EXERCISE DESCRIPTION => Filter this material down to the lines that hold "ShapeMismatch", copying each one.

DATASET EXTRACT =>
Content starts

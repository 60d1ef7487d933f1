/*!
 * Error types for the bookling pipeline.
 *
 * Every error that crosses a stage boundary is classified as either
 * retryable or fatal. The orchestrator only enforces the retry budget
 * and the terminal transition; it never re-classifies.
 */

use thiserror::Error;

/// Errors reported by a translation client adapter
#[derive(Error, Debug, Clone, PartialEq)]
pub enum ProviderError {
    /// Error when making an API request fails at the transport level
    #[error("API request failed: {0}")]
    RequestFailed(String),

    /// Error when parsing an API response fails
    #[error("Failed to parse API response: {0}")]
    ParseError(String),

    /// Error returned by the API itself
    #[error("API responded with error: {status_code} - {message}")]
    ApiError {
        /// HTTP status code
        status_code: u16,
        /// Error message from the API
        message: String,
    },

    /// Error establishing or maintaining a connection
    #[error("Connection error: {0}")]
    ConnectionError(String),

    /// Request did not complete in time
    #[error("Request timed out: {0}")]
    Timeout(String),

    /// Error related to rate limiting
    #[error("Rate limit exceeded: {0}")]
    RateLimitExceeded(String),

    /// Error with authentication
    #[error("Authentication error: {0}")]
    AuthenticationError(String),

    /// The language pair cannot be served by this backend
    #[error("Unsupported language: {0}")]
    UnsupportedLanguage(String),

    /// The request itself is malformed and would fail again unchanged
    #[error("Malformed request: {0}")]
    MalformedRequest(String),

    /// The response did not match the request shape (count or markers)
    #[error("Response shape mismatch: expected {expected} texts, got {actual}")]
    ShapeMismatch {
        /// Number of texts sent
        expected: usize,
        /// Number of texts received
        actual: usize,
    },
}

impl ProviderError {
    /// Whether repeating the same request may succeed
    pub fn is_retryable(&self) -> bool {
        match self {
            ProviderError::RequestFailed(_)
            | ProviderError::ConnectionError(_)
            | ProviderError::Timeout(_)
            | ProviderError::RateLimitExceeded(_)
            | ProviderError::ParseError(_)
            | ProviderError::ShapeMismatch { .. } => true,
            ProviderError::ApiError { status_code, .. } => {
                *status_code == 408 || *status_code == 429 || *status_code >= 500
            }
            ProviderError::AuthenticationError(_)
            | ProviderError::UnsupportedLanguage(_)
            | ProviderError::MalformedRequest(_) => false,
        }
    }
}

/// Classified failure of a single pipeline stage
#[derive(Error, Debug, Clone, PartialEq)]
pub enum StageError {
    /// Transient failure; the orchestrator may run the stage again
    #[error("retryable: {0}")]
    Retryable(String),

    /// Input or configuration defect; the job fails
    #[error("fatal: {0}")]
    Fatal(String),

    /// The job was cancelled while the stage was running
    #[error("cancelled")]
    Cancelled,
}

impl StageError {
    /// Build a retryable error from any displayable cause
    pub fn retryable(message: impl std::fmt::Display) -> Self {
        StageError::Retryable(message.to_string())
    }

    /// Build a fatal error from any displayable cause
    pub fn fatal(message: impl std::fmt::Display) -> Self {
        StageError::Fatal(message.to_string())
    }

    /// Whether the orchestrator should spend retry budget on this error
    pub fn is_retryable(&self) -> bool {
        matches!(self, StageError::Retryable(_))
    }

    /// Human-readable message without the classification prefix
    pub fn message(&self) -> String {
        match self {
            StageError::Retryable(m) | StageError::Fatal(m) => m.clone(),
            StageError::Cancelled => "job cancelled".to_string(),
        }
    }
}

impl From<ProviderError> for StageError {
    fn from(error: ProviderError) -> Self {
        if error.is_retryable() {
            StageError::Retryable(error.to_string())
        } else {
            StageError::Fatal(error.to_string())
        }
    }
}

/// Storage failures surface as retryable: the database or file system
/// may recover, and the retry budget bounds the damage.
impl From<anyhow::Error> for StageError {
    fn from(error: anyhow::Error) -> Self {
        StageError::Retryable(format!("{:#}", error))
    }
}

/// Errors raised by the dedup cache
#[derive(Error, Debug)]
pub enum CacheError {
    /// An entry exists for the key with different text
    #[error("cache conflict for {fingerprint}/{language}: existing translation differs")]
    Conflict {
        /// Content fingerprint of the key
        fingerprint: String,
        /// Target language of the key
        language: String,
        /// Text already stored under the key
        existing: String,
    },

    /// Underlying storage failed
    #[error("cache storage error: {0}")]
    Storage(#[from] anyhow::Error),
}

/// Main application error type that wraps all other errors
#[derive(Error, Debug)]
pub enum AppError {
    /// Error from a file operation
    #[error("File error: {0}")]
    File(String),

    /// Error from a provider
    #[error("Provider error: {0}")]
    Provider(#[from] ProviderError),

    /// Error from a pipeline stage
    #[error("Stage error: {0}")]
    Stage(#[from] StageError),

    /// Error from the dedup cache
    #[error("Cache error: {0}")]
    Cache(#[from] CacheError),

    /// Requested job does not exist
    #[error("Job not found: {0}")]
    JobNotFound(String),

    /// Configuration is invalid
    #[error("Configuration error: {0}")]
    Config(String),

    /// Any other error
    #[error("Unknown error: {0}")]
    Unknown(String),
}

impl From<anyhow::Error> for AppError {
    fn from(error: anyhow::Error) -> Self {
        Self::Unknown(format!("{:#}", error))
    }
}

impl From<std::io::Error> for AppError {
    fn from(error: std::io::Error) -> Self {
        Self::File(error.to_string())
    }
}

Content ends

YOUR RESPONSE =>
    ShapeMismatch {
            | ProviderError::ShapeMismatch { .. } => true,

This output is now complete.